In today's fast-moving technological world, some words can quickly lose their meaning.
Take the word "nanotechnology," for example.
We see and hear it all the time. But, other than a vague sense that some pretty amazing things are being done with very small things, most of us don't really have a handle on the promise of this science.
So, how's this for promise? Using the tools and materials of nanotechnology, scientists have come up with vanishingly thin films coated with silver, a very effective antibacterial agent. These "nanofilms" can be stamped onto the back of artificial skin, giving doctors a new, powerful weapon in the fight against infection for burn patients and others with chronic wounds.
The research that led to this breakthrough is a great example of a renewed focus at UW-Madison on moving technologies from the realm of thought and invention, into the lab, and then back out to the real world. Already, a Madison startup business called Imbed Biosciences is working to bring the advance to hospital emergency rooms, possibly within the next couple of years.

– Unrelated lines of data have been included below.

//! Batch reports over the rendered output: the public link export and the
//! missing-image audit.

use crate::config::Config;
use anyhow::{bail, Context, Result};
use std::collections::BTreeSet;
use std::path::Path;
use tracing::info;

const IMAGE_EXTENSIONS: &[&str] = &["jpg", "jpeg", "png"];

/// List rendered SKU directories, sorted.
fn rendered_skus(output_dir: &Path) -> Result<Vec<String>> {
    if !output_dir.is_dir() {
        bail!("Products directory not found: {}", output_dir.display());
    }

    let mut skus = Vec::new();
    for entry in std::fs::read_dir(output_dir)
        .with_context(|| format!("Failed to list {}", output_dir.display()))?
    {
        let entry = entry?;
        if !entry.path().is_dir() {
            continue;
        }
        let sku = entry.file_name().to_string_lossy().trim().to_string();
        if !sku.is_empty() {
            skus.push(sku);
        }
    }
    skus.sort();
    Ok(skus)
}

/// Export one public page URL per rendered SKU as CSV.
///
/// The file opens with explicit marker rows recording the producer and the
/// base URL, then a blank row, then the `SKU, PRODUCT_URL` table.
pub fn export_links(config: &Config) -> Result<usize> {
    let skus = rendered_skus(&config.output_dir)?;

    if config.links_file.exists() {
        std::fs::remove_file(&config.links_file)
            .with_context(|| format!("Failed to remove {}", config.links_file.display()))?;
        info!("Old links file removed");
    }

    let mut writer = csv::Writer::from_path(&config.links_file)
        .with_context(|| format!("Failed to create {}", config.links_file.display()))?;

    writer.write_record(["GENERATED_BY", "sku-pages export-links"])?;
    writer.write_record(["BASE_URL_USED", &config.base_url])?;
    writer.write_record(["GENERATED_AT", &chrono::Utc::now().to_rfc3339()])?;
    writer.write_record(["", ""])?;
    writer.write_record(["SKU", "PRODUCT_URL"])?;

    for sku in &skus {
        let url = format!("{}{}/index.html", config.base_url, sku);
        writer.write_record([sku.as_str(), url.as_str()])?;
    }
    writer.flush().context("Failed to flush links file")?;

    info!(
        "Links exported: {} products -> {}",
        skus.len(),
        config.links_file.display()
    );
    Ok(skus.len())
}

/// Result of one missing-image audit.
#[derive(Debug, Default, PartialEq, Eq)]
pub struct ImageAudit {
    pub rendered: usize,
    pub images: usize,
    /// SKUs with a rendered page but no image file, sorted.
    pub missing: Vec<String>,
}

/// Compare rendered SKUs against the image files in the assets directory.
///
/// A SKU is covered when any `<sku>.jpg/.jpeg/.png` exists (file stem match,
/// extension case-insensitive). Missing inputs are fatal.
pub fn check_missing_images(config: &Config) -> Result<ImageAudit> {
    let skus = rendered_skus(&config.output_dir)?;

    if !config.assets_dir.is_dir() {
        bail!("Images directory not found: {}", config.assets_dir.display());
    }

    let mut image_skus: BTreeSet<String> = BTreeSet::new();
    for entry in std::fs::read_dir(&config.assets_dir)
        .with_context(|| format!("Failed to list {}", config.assets_dir.display()))?
    {
        let path = entry?.path();
        if !path.is_file() {
            continue;
        }
        let extension = path
            .extension()
            .map(|e| e.to_string_lossy().to_lowercase())
            .unwrap_or_default();
        if !IMAGE_EXTENSIONS.contains(&extension.as_str()) {
            continue;
        }
        if let Some(stem) = path.file_stem() {
            image_skus.insert(stem.to_string_lossy().trim().to_string());
        }
    }

    let missing: Vec<String> = skus
        .iter()
        .filter(|sku| !image_skus.contains(*sku))
        .cloned()
        .collect();

    let audit = ImageAudit {
        rendered: skus.len(),
        images: image_skus.len(),
        missing,
    };

    info!(
        "Image audit: {} rendered, {} images, {} missing",
        audit.rendered,
        audit.images,
        audit.missing.len()
    );
    Ok(audit)
}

Working with colleagues at the University of Colorado-Denver and the University of California-Davis, researchers from UW-Madison's School of Chemical and Biological Engineering and School of Veterinary Medicine tested the new treatments on mice with impressive success.

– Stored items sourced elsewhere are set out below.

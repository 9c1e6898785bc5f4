//! Localizer: expands a populated `en` block into every derived language.
//!
//! Each derived block starts as a deep copy of `en`, then gets localized
//! section headings, meta labels, description, boilerplate, and history.
//! The title is copied verbatim: brand and product names are proper nouns
//! and are never translated. After this step every declared language has a
//! block structurally identical in shape to `en`.

use crate::i18n::{self, Language};
use crate::product::{HistoryEntry, Product};

/// Derive all non-canonical language blocks from the product's `en` block.
///
/// Existing derived blocks are overwritten; the `en` block is untouched.
/// A product without an `en` block gets one implicitly (empty), which keeps
/// the shape guarantee but produces blank templates; callers are expected
/// to run the generator first.
pub fn localize(product: &mut Product) {
    let en = product.en_mut().clone();

    let name = if product.name.trim().is_empty() {
        en.title.clone()
    } else {
        product.name.trim().to_string()
    };
    let brand = product.brand.trim().to_string();
    let country = product.country_of_origin.trim().to_string();
    let size = product.size.trim().to_string();

    let years: Vec<String> = en.history.iter().map(|h| h.year.clone()).collect();

    for language in Language::derived() {
        let pack = i18n::pack(language);
        let mut block = en.clone();

        block.sections = pack.sections();
        block.meta = pack.meta_labels();
        block.title = name.clone();
        block.description = i18n::fill(
            pack.description_template,
            &[
                ("name", name.as_str()),
                ("brand", brand.as_str()),
                ("country", country.as_str()),
                ("size", size.as_str()),
            ],
        );
        block.ingredients = pack.ingredients_text.to_string();
        block.precautions = pack.precautions_text.to_string();
        // sources live only on the en/enriched block
        block.sources = Vec::new();

        // Localized history templates, reusing year labels positionally from en
        block.history = pack
            .history_templates
            .iter()
            .enumerate()
            .map(|(i, template)| HistoryEntry {
                year: years.get(i).cloned().unwrap_or_default(),
                text: i18n::fill(template, &[("brand", brand.as_str()), ("country", country.as_str())]),
            })
            .collect();

        product.i18n.insert(language.code().to_string(), block);
    }
}

#[cfg(test)]
mod tests {
    use super::*;
    use crate::catalog::CatalogRow;
    use crate::generator::product_from_row;

    fn localized_product() -> Product {
        let mut product = product_from_row(&CatalogRow {
            sku_id: "K100".to_string(),
            name: "Olives 500g".to_string(),
            brand: "KRINOS".to_string(),
            country: "Greece".to_string(),
            department: "Pickled / Olives".to_string(),
            size: "500g".to_string(),
            tags: vec!["greek".to_string(), "olives".to_string()],
        });
        localize(&mut product);
        product
    }

    #[test]
    fn test_all_eight_languages_present() {
        let product = localized_product();
        assert_eq!(product.i18n.len(), 8);
        for language in Language::all() {
            assert!(product.i18n.contains_key(language.code()), "{}", language.code());
        }
    }

    #[test]
    fn test_title_never_translated() {
        let product = localized_product();
        for (_, block) in &product.i18n {
            assert_eq!(block.title, "Olives 500g");
        }
    }

    #[test]
    fn test_structural_parity_with_en() {
        let product = localized_product();
        let en = product.en().unwrap();

        for language in Language::derived() {
            let block = &product.i18n[language.code()];
            let section_keys: Vec<_> = block.sections.keys().collect();
            let en_section_keys: Vec<_> = en.sections.keys().collect();
            assert_eq!(section_keys, en_section_keys, "{}", language.code());

            let meta_keys: Vec<_> = block.meta.keys().collect();
            let en_meta_keys: Vec<_> = en.meta.keys().collect();
            assert_eq!(meta_keys, en_meta_keys, "{}", language.code());

            assert_eq!(block.history.len(), en.history.len(), "{}", language.code());
        }
    }

    #[test]
    fn test_history_years_copied_positionally() {
        let product = localized_product();
        let ru = &product.i18n["ru"];
        assert_eq!(ru.history[0].year, "Origins");
        assert_eq!(ru.history[1].year, "Development");
        assert_eq!(ru.history[2].year, "Today");
        // but the text is localized
        assert!(ru.history[0].text.contains("KRINOS"));
        assert!(ru.history[0].text.contains("Бренд"));
    }

    #[test]
    fn test_description_localized_with_product_fields() {
        let product = localized_product();
        let de = &product.i18n["de"];
        assert!(de.description.contains("Olives 500g"));
        assert!(de.description.contains("KRINOS"));
        assert!(de.description.contains("Greece"));
        assert!(de.description.contains("500g"));
    }

    #[test]
    fn test_missing_en_history_years_default_empty() {
        let mut product = localized_product();
        product.en_mut().history.truncate(1);
        localize(&mut product);

        let es = &product.i18n["es"];
        assert_eq!(es.history.len(), 3);
        assert_eq!(es.history[0].year, "Origins");
        assert_eq!(es.history[1].year, "");
        assert_eq!(es.history[2].year, "");
    }

    #[test]
    fn test_en_block_untouched() {
        let product = localized_product();
        let en = product.en().unwrap();
        assert!(en.description.contains("using traditional methods"));
        assert_eq!(en.sections["description_title"], "Description");
    }

    #[test]
    fn test_derived_blocks_drop_sources() {
        let mut product = localized_product();
        product.en_mut().sources = vec![crate::product::SourceRef {
            name: "Official site".to_string(),
            url: "https://krinos.com".to_string(),
        }];
        localize(&mut product);

        assert_eq!(product.en().unwrap().sources.len(), 1);
        for language in Language::derived() {
            assert!(product.i18n[language.code()].sources.is_empty());
        }
    }

    #[test]
    fn test_localize_is_idempotent() {
        let mut product = localized_product();
        let before = product.clone();
        localize(&mut product);
        assert_eq!(product, before);
    }
}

Ankit Agarwal, a UW-Madison honorary research associate in chemical and biological engineering, said he and Kathleen Guthrie, with the School of Veterinary Medicine, tested the artificial skin in mice with deep skin wounds. They applied artificial skin with and without the silver nanofilms. After only three days, wounds treated with the silver-modified artificial skin contained significantly less bacteria.
The advance holds great promise for relieving the pain of the 7 million people who are treated each year in the U.S. for burns or chronic wounds. They now have to suffer through many daily dressing changes during which nurses clean their wounds and cover them with gauze soaked in antibacterial agents.
Still, infection is a constant threat; about 20 percent of such patients develop infections. A major problem is that the antimicrobial agents now used are toxic to the artificial skin.
Silver, however, is a reliable and efficient killer of bacteria, even those resistant to other drugs. Because applying the silver to delicate artificial skin has been impossible, Agarwal and Nicholas Abbott, a UW-Madison professor of chemical and biological engineering, came up with a way to impregnate nanofilms with precise amounts of silver that release over 10 days. Then, taking a cue from the electronics industry, they developed a method for stamping the silver-treated nanofilms onto the soft underside of commercially available artificial skin.
Agarwal said the company formed to market the dressings, Imbed Biosciences, is moving into new offices in University Research Park next week.
He said the hope is to move soon into clinical trials. Within a year, he said, the group could have approval from the U.S. Federal Drug Administration to get the treatment into hospitals for use.
"The whole goal of the project has been to transfer the technology as quickly as possible into clinics," said Agarwal.
It all lends a very human dimension to the promises of nanotechnology and insight into the evolution of an idea on its journey from the brain to a lab bench and into the hands of a doctor where it does something miraculous: salve pain and heal.